▶ _Work item_:
If a line in the records below contains "bridge", copy that line.

+---+

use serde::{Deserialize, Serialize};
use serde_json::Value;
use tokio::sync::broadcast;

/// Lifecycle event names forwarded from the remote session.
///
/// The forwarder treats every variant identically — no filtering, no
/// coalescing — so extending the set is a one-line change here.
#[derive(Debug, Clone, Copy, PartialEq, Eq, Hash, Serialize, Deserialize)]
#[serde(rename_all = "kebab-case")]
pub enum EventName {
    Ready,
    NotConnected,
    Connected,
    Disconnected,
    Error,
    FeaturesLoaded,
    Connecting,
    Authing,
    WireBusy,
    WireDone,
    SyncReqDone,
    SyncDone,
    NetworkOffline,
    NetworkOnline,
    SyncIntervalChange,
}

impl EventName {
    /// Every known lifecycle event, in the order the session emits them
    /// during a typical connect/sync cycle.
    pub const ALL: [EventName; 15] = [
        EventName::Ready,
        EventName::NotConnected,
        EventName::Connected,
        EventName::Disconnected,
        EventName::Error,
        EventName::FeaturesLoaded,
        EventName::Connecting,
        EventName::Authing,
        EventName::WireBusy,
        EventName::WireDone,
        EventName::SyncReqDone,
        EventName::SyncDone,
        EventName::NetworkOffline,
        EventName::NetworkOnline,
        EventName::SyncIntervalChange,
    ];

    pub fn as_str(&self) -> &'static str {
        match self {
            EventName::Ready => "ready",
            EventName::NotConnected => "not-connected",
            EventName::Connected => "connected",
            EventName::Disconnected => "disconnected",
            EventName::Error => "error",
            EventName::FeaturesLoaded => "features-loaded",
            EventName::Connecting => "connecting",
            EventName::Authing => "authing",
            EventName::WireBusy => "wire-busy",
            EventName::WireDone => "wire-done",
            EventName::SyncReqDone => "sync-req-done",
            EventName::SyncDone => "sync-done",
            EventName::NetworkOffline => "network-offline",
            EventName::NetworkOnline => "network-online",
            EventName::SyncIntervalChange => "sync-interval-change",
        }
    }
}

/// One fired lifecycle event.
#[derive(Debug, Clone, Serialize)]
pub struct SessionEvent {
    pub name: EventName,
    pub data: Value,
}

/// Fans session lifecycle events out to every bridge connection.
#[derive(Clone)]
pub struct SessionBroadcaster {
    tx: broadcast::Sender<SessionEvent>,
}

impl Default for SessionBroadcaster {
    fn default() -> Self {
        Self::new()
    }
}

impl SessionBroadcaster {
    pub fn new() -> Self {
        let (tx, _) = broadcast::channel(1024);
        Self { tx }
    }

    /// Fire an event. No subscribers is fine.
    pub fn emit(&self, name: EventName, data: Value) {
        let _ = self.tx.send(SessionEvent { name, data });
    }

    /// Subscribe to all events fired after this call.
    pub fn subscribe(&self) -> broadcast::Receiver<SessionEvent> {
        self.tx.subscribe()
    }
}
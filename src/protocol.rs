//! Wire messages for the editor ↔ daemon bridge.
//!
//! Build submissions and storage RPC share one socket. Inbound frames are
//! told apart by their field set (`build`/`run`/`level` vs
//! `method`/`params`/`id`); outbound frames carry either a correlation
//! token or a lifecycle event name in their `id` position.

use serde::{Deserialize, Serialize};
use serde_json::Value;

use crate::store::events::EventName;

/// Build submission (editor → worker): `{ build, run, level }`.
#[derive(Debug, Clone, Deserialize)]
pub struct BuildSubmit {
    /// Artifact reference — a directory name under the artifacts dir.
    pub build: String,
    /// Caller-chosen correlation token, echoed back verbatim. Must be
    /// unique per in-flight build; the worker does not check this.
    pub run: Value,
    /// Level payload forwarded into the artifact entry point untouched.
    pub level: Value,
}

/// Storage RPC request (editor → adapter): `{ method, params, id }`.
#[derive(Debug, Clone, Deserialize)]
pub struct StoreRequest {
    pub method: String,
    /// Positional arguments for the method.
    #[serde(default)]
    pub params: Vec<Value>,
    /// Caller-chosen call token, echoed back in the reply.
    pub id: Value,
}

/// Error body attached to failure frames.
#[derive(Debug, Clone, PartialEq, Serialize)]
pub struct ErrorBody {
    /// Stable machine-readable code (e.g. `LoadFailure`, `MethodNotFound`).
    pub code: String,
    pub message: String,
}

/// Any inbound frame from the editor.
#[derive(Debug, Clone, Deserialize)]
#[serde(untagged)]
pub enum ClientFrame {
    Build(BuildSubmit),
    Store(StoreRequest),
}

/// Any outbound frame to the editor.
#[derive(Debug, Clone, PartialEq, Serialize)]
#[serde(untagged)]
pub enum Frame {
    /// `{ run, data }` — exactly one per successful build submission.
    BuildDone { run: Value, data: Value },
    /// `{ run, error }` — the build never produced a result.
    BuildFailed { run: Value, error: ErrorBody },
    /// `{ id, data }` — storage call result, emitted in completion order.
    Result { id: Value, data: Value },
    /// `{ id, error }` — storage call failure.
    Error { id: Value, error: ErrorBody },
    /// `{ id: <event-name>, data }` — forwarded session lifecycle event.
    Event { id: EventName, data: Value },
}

+---+

▶ _Response below_:
/// Fans session lifecycle events out to every bridge connection.
//! Wire messages for the editor ↔ daemon bridge.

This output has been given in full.